Ramsay took Robson into the kitchen and made strong, sweet tea the way Jack liked it.

“Have you come up with anything?” he asked. He felt suddenly optimistic. Surely Jack would not be here so early in the morning if he did not think he could help.

Robson sat on a painted wooden chair. “I’ve no evidence,” he said. “Nothing I can lay my finger on. But I’ve got a theory.”

Ramsay was disappointed. He wanted something more concrete than theories.

“Go on,” he said.

“I’ve been through all the records,” Robson said. “I’ve gone back five years. I’m sure Henshaw’s found some way of manipulating the system. He even managed to get planning permission for sites where other developers had previously been turned down.

“So how’s he doing it?”

“It’s nothing to do with the council,” Robson said. “ I’ve already told you I’m certain of that.”

“Is it one of the officials then? Someone in the planning department?”

“No,” Robson said. “I think the corruption is more grassroots than that. You can have a village with a well-organised community group that successfully fights off any development, then along comes Henshaw and miraculously all the opposition disappears. It seems to happen again and again.”

Ramsay was listening impassively. “ Tell me your theory,” he said.

Robson paused and poured out more tea.

“Most protest groups have one or two activists who do all the work,” he said. “ The rest turn up at the meetings-if the weather’s not too bad and there’s nothing good on the telly. It’s the same in any political organisation, and in most places you find the same people running everything-they’re school governors, on the parish council, even running the WI. If Henshaw managed to threaten, bribe, or blackmail the activists in each group, there would be no real opposition left. The organisation would fall apart. Then the Department of the Environment inspector would think that no-one cared sufficiently about the development to make a fuss and he would let it go through.”

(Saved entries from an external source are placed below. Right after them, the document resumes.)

pub mod filters;
pub mod generator;

pub use filters::{run_filters, FilterInputs, FilterOutcome};
pub use generator::{generate, GenerationResult, Signal};
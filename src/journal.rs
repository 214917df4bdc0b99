// =============================================================================
// Journal — append-only, date-partitioned JSONL records
// =============================================================================
//
// Layout under the journal root:
//   trades/YYYY-MM-DD.jsonl        one record per closed position
//   signals/YYYY-MM-DD.jsonl       one record per emitted signal
//   candles_init/YYYY-MM-DD.jsonl  startup candle-buffer snapshot
//
// Writes are line-append only; a crash can truncate at most the line being
// written.
// =============================================================================

use std::fs::OpenOptions;
use std::io::Write;
use std::path::{Path, PathBuf};

use anyhow::{Context, Result};
use chrono::Utc;
use serde::Serialize;

use crate::market_data::Candle;
use crate::position::ClosedPosition;
use crate::regime::Regime;
use crate::signals::Signal;
use crate::types::{Side, Timeframe};

/// Journal record for one closed position.
#[derive(Debug, Clone, Serialize)]
pub struct TradeRecord {
    pub symbol: String,
    pub side: Side,
    pub entry_price: f64,
    pub exit_price: f64,
    pub size: f64,
    pub entry_time_ms: i64,
    pub exit_time_ms: i64,
    pub regime: Regime,
    pub realized_pnl_usd: f64,
    pub fees_usd: f64,
    pub exit_reason: String,
}

impl From<&ClosedPosition> for TradeRecord {
    fn from(closed: &ClosedPosition) -> Self {
        Self {
            symbol: closed.symbol.clone(),
            side: closed.side,
            entry_price: closed.entry_price,
            exit_price: closed.exit_price,
            size: closed.size,
            entry_time_ms: closed.entry_time_ms,
            exit_time_ms: closed.exit_time_ms,
            regime: closed.regime,
            realized_pnl_usd: closed.realized_pnl_usd,
            fees_usd: closed.fees_usd,
            exit_reason: closed.exit_reason.clone(),
        }
    }
}

/// Journal record for one emitted signal, executed or not.
#[derive(Debug, Clone, Serialize)]
pub struct SignalRecord {
    pub symbol: String,
    pub side: Side,
    pub strength: f64,
    pub confidence: f64,
    pub regime: Regime,
    pub timestamp_ms: i64,
    pub suggested_price: f64,
    pub executed: bool,
    /// Reason code when not executed.
    pub reject_reason: Option<String>,
}

impl SignalRecord {
    pub fn from_signal(signal: &Signal, executed: bool, reject_reason: Option<String>) -> Self {
        Self {
            symbol: signal.symbol.clone(),
            side: signal.side,
            strength: signal.strength,
            confidence: signal.confidence,
            regime: signal.regime,
            timestamp_ms: signal.timestamp_ms,
            suggested_price: signal.suggested_price,
            executed,
            reject_reason,
        }
    }
}

#[derive(Debug, Clone, Serialize)]
struct CandleInitRecord<'a> {
    symbol: &'a str,
    timeframe: Timeframe,
    count: usize,
    candles: &'a [Candle],
}

/// Append-only journal writer rooted at a base directory.
pub struct Journal {
    base_dir: PathBuf,
}

impl Journal {
    pub fn new(base_dir: impl Into<PathBuf>) -> Self {
        Self {
            base_dir: base_dir.into(),
        }
    }

    pub fn record_trade(&self, record: &TradeRecord) -> Result<()> {
        self.append("trades", record)
    }

    pub fn record_signal(&self, record: &SignalRecord) -> Result<()> {
        self.append("signals", record)
    }

    /// Snapshot one symbol's startup candle backfill.
    pub fn record_candles_init(
        &self,
        symbol: &str,
        timeframe: Timeframe,
        candles: &[Candle],
    ) -> Result<()> {
        self.append(
            "candles_init",
            &CandleInitRecord {
                symbol,
                timeframe,
                count: candles.len(),
                candles,
            },
        )
    }

    fn append<T: Serialize>(&self, kind: &str, record: &T) -> Result<()> {
        let dir = self.base_dir.join(kind);
        std::fs::create_dir_all(&dir)
            .with_context(|| format!("failed to create journal dir {}", dir.display()))?;

        let path = dir.join(format!("{}.jsonl", Utc::now().format("%Y-%m-%d")));
        let line = serde_json::to_string(record).context("failed to serialise journal record")?;

        let mut file = OpenOptions::new()
            .create(true)
            .append(true)
            .open(&path)
            .with_context(|| format!("failed to open journal file {}", path.display()))?;
        writeln!(file, "{line}")
            .with_context(|| format!("failed to append to {}", path.display()))?;
        Ok(())
    }

    pub fn base_dir(&self) -> &Path {
        &self.base_dir
    }
}
// =============================================================================
// Tests
// =============================================================================
#[cfg(test)]
mod tests {
    use super::*;

    #[test]
    fn deviation_is_symmetric_percent() {
        assert!((deviation_pct(100.0, 100.1) - 0.0999).abs() < 0.001);
        assert!((deviation_pct(100.1, 100.0) - 0.1).abs() < 0.001);
        assert_eq!(deviation_pct(100.0, 0.0), 0.0);
    }

    #[test]
    fn limit_prices_sit_on_the_passive_side() {
        // Buy 0.05% below best bid 100.00, tick 0.01.
        let buy = limit_entry_price(Side::Long, 100.0, 100.1, 0.05, 0.01);
        assert!(buy < 100.0);
        assert!((buy - 99.95).abs() < 1e-9);

        // Sell 0.05% above best ask 100.10.
        let sell = limit_entry_price(Side::Short, 100.0, 100.1, 0.05, 0.01);
        assert!(sell > 100.1);
        assert!((sell - 100.16).abs() < 1e-9);
    }

    #[test]
    fn tick_rounding_never_crosses() {
        // Buy rounds down.
        assert!((round_to_tick(99.957, 0.01, true) - 99.95).abs() < 1e-9);
        // Sell rounds up.
        assert!((round_to_tick(100.152, 0.01, false) - 100.16).abs() < 1e-9);
        // Zero tick passes through.
        assert_eq!(round_to_tick(123.456, 0.0, true), 123.456);
    }

    #[test]
    fn band_clamp_directions() {
        let limits = PriceLimits {
            max_buy: 105.0,
            min_sell: 95.0,
        };
        assert_eq!(clamp_to_band(Side::Long, 110.0, &limits), 105.0);
        assert_eq!(clamp_to_band(Side::Long, 100.0, &limits), 100.0);
        assert_eq!(clamp_to_band(Side::Short, 90.0, &limits), 95.0);
        assert_eq!(clamp_to_band(Side::Short, 100.0, &limits), 100.0);
    }

    #[test]
    fn toward_move_sign_convention() {
        // Buy resting at 99.95, market falls to 99.90: toward (negative).
        assert!(toward_move_pct(Side::Long, 99.95, 99.90) < 0.0);
        // Market rallies to 100.30: away (positive).
        assert!(toward_move_pct(Side::Long, 99.95, 100.30) > 0.0);

        // Short resting at 100.16, market rallies to 100.20: toward.
        assert!(toward_move_pct(Side::Short, 100.16, 100.20) < 0.0);
        // Market falls to 99.80: away.
        assert!(toward_move_pct(Side::Short, 100.16, 99.80) > 0.0);
    }

    #[test]
    fn reprice_moves_halfway() {
        let p = reprice_toward(99.9, 100.0);
        assert!((p - 99.95).abs() < 1e-9);
    }

    #[test]
    fn exchange_sides() {
        assert_eq!(exchange_side(Side::Long), "buy");
        assert_eq!(exchange_side(Side::Short), "sell");
    }
}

“But to prevent your activists from being effective, Henshaw would have to have detailed information on people all over Northumberland. It hardly seems likely.”

“He’s got a lot of contacts,” Robson said. “A lot of people owe him favours. And we know he’s used dirty tactics in the past. Besides, he wouldn’t have to do it in every case. Only when it seemed likely that other methods wouldn’t work.”

Ramsay had been standing throughout the conversation and moved to the window to look down the dene. His mind was working very quickly and he felt suddenly light-headed. For the first time he had a plausible motive for Alice Parry’s murder. She had the confidence of everyone in the village. If Henshaw had chosen leading members of the Save Brinkbonnie group as victims of his persuasion, it was quite possible that Alice would have heard about it. Perhaps, when she went to see Henshaw in an attempt to buy back the land, she had tried some gentle blackmail of her own. Ramsay imagined her standing up to the developer: “ Sell me the land or I’ll tell everyone what methods you’ve used to get your own way. My nephew’s a newspaper editor. He’ll be glad of the story.”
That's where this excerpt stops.